The researchers describe that CPEB1 shortens a highly specific region of RNAs (RNAs are the molecules that carry gene information for protein synthesis). This region holds most of the signals that determine whether an RNA molecule is made into a protein or not. "CPEB1 "takes off the brakes" for hundreds of RNAs that stimulate cell desdifferentiation and proliferation, allowing them to be made into proteins; however, in addition to removing the brakes in the nucleus, this protein accompanies RNA to the cytoplasm, where it speeds up the production of these proteins", explains the senior author of the paper Raúl Méndez, head of the "Translational control of cell cycle and differentiation" group at IRB Barcelona.

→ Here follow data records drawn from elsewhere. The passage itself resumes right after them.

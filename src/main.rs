use clap::Parser;
use std::thread;
use tracing::{error, info};

use cpu_forecast::config::{Config, Role};
use cpu_forecast::store::{ACTUALS_COLUMN, FORECAST_COLUMN};
use cpu_forecast::{
    exporter, Collector, Evaluator, Forecaster, HttpForecastClient, ModelMetrics,
    PrometheusSource, TimeSeriesStore,
};

#[tokio::main]
async fn main() {
    if std::env::var("RUST_LOG").is_err() {
        std::env::set_var("RUST_LOG", "info");
    }
    tracing_subscriber::fmt().with_target(false).init();

    let config = Config::parse();
    let role = config.role();
    info!(version = cpu_forecast::VERSION, ?role, "starting pipeline");

    if matches!(role, Role::Collector | Role::All) {
        let cfg = config.clone();
        thread::spawn(move || loop {
            match build_collector(&cfg) {
                Ok(collector) => collector.run(cfg.collect_interval()),
                Err(err) => {
                    error!(error = %err, "collector startup failed");
                    thread::sleep(cfg.collect_interval());
                }
            }
        });
    }

    if matches!(role, Role::Forecaster | Role::All) {
        let cfg = config.clone();
        thread::spawn(move || loop {
            match build_forecaster(&cfg) {
                Ok(forecaster) => forecaster.run(cfg.forecast_interval()),
                Err(err) => {
                    error!(error = %err, "forecaster startup failed");
                    thread::sleep(cfg.forecast_interval());
                }
            }
        });
    }

    if matches!(role, Role::Evaluator | Role::All) {
        let metrics = ModelMetrics::new().expect("failed to register model metrics");
        let evaluator = Evaluator::new(
            &config.actuals_path,
            &config.forecast_path,
            config.evaluation_window(),
            metrics.clone(),
        );
        let interval = config.evaluate_interval();
        thread::spawn(move || evaluator.run(interval));
        tokio::spawn(exporter::serve(metrics, config.metrics_port));
    }

    tokio::signal::ctrl_c().await.ok();
    info!("shutting down");
}

fn build_collector(cfg: &Config) -> cpu_forecast::Result<Collector<PrometheusSource>> {
    let source = PrometheusSource::new(
        &cfg.prometheus_url,
        &cfg.prometheus_query,
        cfg.request_timeout(),
    )?;
    let store = TimeSeriesStore::open(&cfg.actuals_path, ACTUALS_COLUMN)?;
    Ok(Collector::new(source, store))
}

fn build_forecaster(cfg: &Config) -> cpu_forecast::Result<Forecaster<HttpForecastClient>> {
    let client = HttpForecastClient::new(&cfg.model_url, cfg.horizon, cfg.request_timeout())?;
    let store = TimeSeriesStore::open(&cfg.forecast_path, FORECAST_COLUMN)?;
    Ok(Forecaster::new(
        &cfg.actuals_path,
        store,
        client,
        cfg.forecaster_settings(),
    ))
}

Raúl Méndez is an expert on the CPBE protein family, a type of RNA-binding protein that has a positive and crucial role in early embryo development. "CPEB proteins are necessary during development and also during tissue regeneration via stem cells in adults, but if the programme governed by CPEBs is continually switched on, cells divide when they are not supposed to and form a tumor", explains Méndez. The CPEB family comprises four proteins, which compensate each other's normal function but which have specific activities in diseased states.
"This finding is positive from a therapeutic viewpoint because it means that if you remove CPEB1 from healthy cells, its function can be taken over by any other CPEB protein. In contrast, in tumors only CPEB1 has the capacity to shorten these regions, thus affecting only tumor cells", states Italian researcher Felice Alessio Bava, first author of the paper, and post-doctoral fellow with Méndez's group who, this year, has obtained his doctorate degree through the "la Caixa" International Fellowship Programme. This study provides further evidence of the potential of CPEB proteins as therapeutic targets.
In 2011, in a study published in Nature
Medicine, Méndez identified that CPEB4 "switches on" hundreds of genes linked to tumor growth. This new study explains that the overexpression of CPEB4 in tumors is because CPEB1 has also "released the brakes that keep CPEB4 at low levels in a healthy tissue". "The fact that these proteins control each other is also advantageous from a therapeutic point of view", asserts Méndez, "because partial inhibition, by a drug, would be amplified, thus allowing tumor cell reprogramming. The amplification should make it easier to find a viable compound".